Extracted records
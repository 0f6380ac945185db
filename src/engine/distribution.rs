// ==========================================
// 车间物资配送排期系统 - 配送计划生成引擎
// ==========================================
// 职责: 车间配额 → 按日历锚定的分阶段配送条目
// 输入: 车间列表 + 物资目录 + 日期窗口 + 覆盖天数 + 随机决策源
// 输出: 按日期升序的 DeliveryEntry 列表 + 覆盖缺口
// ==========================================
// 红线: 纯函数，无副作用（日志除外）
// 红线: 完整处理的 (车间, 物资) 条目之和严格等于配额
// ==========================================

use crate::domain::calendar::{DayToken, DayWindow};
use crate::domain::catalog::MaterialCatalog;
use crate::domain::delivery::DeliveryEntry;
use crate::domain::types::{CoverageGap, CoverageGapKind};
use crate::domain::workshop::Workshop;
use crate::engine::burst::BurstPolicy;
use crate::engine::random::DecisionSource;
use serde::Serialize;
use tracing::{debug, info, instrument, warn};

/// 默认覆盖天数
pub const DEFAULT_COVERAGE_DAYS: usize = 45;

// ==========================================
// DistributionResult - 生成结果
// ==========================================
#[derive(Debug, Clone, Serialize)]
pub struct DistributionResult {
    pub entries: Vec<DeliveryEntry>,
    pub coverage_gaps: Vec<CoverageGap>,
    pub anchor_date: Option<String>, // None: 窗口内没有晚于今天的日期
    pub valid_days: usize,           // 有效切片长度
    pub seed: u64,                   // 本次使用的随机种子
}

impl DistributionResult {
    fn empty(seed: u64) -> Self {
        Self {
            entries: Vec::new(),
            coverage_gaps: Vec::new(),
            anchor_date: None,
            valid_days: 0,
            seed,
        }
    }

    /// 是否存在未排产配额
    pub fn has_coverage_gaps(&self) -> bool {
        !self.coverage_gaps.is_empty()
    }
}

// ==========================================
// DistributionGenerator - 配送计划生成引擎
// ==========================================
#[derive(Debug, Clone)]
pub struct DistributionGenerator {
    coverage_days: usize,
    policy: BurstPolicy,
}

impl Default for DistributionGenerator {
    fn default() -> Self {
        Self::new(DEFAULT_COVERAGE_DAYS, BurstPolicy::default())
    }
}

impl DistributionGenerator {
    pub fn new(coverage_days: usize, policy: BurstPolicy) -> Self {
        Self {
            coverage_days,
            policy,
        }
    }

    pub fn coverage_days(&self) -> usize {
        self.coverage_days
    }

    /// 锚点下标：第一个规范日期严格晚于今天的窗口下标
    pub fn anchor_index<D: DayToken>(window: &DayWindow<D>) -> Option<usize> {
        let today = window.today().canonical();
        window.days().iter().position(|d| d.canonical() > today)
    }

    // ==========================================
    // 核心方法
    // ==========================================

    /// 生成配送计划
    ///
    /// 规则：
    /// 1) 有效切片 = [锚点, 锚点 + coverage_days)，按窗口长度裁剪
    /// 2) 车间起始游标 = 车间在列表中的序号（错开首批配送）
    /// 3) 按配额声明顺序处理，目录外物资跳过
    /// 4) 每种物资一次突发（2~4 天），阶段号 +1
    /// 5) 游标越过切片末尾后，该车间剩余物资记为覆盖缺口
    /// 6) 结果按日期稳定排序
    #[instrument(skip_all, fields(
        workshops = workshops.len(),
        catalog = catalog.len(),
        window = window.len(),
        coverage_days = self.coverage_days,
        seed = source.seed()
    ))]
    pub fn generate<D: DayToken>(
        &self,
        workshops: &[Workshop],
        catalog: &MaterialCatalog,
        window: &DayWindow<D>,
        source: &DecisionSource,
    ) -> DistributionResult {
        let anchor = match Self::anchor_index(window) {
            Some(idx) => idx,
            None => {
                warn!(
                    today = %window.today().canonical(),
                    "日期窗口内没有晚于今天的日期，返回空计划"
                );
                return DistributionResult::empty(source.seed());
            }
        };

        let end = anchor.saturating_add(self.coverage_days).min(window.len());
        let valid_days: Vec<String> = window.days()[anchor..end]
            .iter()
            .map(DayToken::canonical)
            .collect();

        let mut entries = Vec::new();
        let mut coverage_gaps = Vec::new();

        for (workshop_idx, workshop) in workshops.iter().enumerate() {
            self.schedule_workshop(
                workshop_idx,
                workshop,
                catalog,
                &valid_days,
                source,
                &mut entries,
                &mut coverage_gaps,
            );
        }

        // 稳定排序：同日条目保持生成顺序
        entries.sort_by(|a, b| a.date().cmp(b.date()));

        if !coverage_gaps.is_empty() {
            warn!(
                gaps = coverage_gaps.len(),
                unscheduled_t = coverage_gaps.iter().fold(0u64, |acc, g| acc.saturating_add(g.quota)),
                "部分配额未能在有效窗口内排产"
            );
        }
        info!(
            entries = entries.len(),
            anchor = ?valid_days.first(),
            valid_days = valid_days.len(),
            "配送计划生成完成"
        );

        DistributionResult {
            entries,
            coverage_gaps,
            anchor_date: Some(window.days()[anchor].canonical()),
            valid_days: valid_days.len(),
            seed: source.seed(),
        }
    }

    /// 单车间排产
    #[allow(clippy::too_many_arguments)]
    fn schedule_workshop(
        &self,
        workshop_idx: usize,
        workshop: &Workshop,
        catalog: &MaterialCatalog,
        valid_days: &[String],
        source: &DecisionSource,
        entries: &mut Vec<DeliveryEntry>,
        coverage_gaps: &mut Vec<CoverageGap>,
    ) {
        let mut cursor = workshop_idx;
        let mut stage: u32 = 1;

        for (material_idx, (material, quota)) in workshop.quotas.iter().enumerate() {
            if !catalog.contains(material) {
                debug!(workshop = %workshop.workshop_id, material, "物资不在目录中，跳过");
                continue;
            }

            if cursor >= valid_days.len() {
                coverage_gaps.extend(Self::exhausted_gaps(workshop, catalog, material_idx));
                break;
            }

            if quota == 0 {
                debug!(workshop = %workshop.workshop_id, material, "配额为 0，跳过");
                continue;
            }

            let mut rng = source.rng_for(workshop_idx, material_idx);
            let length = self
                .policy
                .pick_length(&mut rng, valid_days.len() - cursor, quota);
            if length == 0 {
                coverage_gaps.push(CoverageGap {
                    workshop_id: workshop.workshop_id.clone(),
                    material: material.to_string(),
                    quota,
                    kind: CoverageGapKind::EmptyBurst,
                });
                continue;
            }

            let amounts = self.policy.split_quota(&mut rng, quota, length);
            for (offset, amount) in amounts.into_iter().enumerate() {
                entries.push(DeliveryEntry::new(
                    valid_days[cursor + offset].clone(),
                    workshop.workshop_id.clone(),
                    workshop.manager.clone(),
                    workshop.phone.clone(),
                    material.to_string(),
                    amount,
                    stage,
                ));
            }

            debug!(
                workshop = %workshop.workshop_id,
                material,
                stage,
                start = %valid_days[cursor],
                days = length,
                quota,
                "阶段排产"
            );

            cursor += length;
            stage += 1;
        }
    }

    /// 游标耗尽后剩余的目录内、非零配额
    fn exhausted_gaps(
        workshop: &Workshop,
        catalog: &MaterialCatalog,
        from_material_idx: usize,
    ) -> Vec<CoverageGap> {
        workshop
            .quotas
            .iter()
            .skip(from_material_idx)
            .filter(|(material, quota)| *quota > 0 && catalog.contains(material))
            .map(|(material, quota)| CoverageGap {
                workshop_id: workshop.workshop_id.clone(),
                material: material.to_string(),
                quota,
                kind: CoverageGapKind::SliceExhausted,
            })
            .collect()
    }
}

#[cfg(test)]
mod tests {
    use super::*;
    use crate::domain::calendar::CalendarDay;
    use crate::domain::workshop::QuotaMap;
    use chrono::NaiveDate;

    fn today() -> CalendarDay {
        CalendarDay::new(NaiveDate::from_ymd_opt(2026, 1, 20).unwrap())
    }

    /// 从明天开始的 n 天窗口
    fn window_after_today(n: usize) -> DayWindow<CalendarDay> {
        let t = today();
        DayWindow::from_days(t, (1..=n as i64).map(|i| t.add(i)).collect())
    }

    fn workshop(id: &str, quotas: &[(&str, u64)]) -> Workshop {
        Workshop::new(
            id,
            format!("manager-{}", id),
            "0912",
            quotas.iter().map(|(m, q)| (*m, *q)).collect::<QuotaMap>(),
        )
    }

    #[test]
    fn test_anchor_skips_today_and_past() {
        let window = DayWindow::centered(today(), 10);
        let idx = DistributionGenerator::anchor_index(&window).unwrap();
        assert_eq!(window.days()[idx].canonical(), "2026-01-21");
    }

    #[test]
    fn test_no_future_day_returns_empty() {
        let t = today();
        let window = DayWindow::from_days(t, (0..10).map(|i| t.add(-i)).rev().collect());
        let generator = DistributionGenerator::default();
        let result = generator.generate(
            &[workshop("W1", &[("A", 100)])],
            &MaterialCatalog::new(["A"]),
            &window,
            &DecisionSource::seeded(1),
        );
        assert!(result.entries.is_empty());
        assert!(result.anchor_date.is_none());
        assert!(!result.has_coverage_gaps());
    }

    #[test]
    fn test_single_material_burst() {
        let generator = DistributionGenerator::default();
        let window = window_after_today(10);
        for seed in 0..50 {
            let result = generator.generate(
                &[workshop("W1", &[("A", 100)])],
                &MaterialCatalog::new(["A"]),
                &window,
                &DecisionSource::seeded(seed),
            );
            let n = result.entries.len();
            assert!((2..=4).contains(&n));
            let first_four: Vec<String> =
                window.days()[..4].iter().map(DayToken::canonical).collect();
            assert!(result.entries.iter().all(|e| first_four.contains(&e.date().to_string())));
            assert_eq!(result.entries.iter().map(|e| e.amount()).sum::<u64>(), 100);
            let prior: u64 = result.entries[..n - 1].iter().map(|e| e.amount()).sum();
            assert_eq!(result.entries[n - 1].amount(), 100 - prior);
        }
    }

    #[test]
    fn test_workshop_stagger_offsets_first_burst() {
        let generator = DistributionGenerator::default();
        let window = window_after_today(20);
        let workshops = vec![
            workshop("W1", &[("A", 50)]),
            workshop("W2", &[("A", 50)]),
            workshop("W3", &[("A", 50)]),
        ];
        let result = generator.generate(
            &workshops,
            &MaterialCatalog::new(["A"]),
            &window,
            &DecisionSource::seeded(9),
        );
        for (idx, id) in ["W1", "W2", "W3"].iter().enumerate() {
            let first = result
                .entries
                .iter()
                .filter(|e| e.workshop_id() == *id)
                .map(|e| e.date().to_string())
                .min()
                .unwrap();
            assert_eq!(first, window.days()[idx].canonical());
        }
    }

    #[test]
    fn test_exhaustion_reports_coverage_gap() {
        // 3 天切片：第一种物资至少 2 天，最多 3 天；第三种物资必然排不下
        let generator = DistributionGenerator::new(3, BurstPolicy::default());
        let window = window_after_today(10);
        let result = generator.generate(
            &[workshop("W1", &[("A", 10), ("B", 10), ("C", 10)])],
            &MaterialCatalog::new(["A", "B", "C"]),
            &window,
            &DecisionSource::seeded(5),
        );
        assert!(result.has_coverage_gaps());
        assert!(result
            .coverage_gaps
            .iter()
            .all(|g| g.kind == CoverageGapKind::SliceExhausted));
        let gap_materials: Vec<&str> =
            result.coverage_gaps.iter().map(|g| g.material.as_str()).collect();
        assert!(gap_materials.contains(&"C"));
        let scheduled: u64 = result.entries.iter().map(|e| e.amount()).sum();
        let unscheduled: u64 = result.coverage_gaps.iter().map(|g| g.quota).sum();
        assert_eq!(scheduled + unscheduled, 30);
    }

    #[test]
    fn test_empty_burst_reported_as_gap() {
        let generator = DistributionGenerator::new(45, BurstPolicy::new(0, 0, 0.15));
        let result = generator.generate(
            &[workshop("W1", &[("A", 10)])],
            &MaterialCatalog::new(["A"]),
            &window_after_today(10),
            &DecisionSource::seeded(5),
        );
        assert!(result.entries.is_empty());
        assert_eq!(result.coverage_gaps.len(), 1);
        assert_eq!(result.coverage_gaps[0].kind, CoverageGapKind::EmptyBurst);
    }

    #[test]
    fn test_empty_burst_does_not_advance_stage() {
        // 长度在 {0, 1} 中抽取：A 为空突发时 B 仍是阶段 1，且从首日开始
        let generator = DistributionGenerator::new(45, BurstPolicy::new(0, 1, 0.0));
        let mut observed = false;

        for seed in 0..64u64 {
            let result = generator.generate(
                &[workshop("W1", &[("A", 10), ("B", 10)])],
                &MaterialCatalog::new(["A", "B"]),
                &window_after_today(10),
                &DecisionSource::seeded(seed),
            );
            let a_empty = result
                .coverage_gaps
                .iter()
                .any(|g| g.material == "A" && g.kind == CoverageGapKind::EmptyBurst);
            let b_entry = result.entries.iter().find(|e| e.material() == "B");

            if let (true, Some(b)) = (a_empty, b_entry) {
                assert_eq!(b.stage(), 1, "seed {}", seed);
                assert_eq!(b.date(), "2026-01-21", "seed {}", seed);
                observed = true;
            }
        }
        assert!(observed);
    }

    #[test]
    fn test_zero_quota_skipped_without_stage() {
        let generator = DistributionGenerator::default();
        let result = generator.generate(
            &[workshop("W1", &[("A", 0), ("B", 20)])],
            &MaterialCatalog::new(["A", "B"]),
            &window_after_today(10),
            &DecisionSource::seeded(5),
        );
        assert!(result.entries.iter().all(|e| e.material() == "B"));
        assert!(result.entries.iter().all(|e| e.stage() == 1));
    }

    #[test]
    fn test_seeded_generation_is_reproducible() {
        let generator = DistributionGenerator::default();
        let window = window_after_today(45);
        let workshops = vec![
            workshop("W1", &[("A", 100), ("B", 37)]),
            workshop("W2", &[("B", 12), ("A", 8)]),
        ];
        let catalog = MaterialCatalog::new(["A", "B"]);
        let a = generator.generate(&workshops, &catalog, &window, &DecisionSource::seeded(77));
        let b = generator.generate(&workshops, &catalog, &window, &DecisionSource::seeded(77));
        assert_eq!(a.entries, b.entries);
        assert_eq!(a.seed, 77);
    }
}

## What the exercise asks
Your answer should be one number: how many lines above contain "struct".

## Task output
2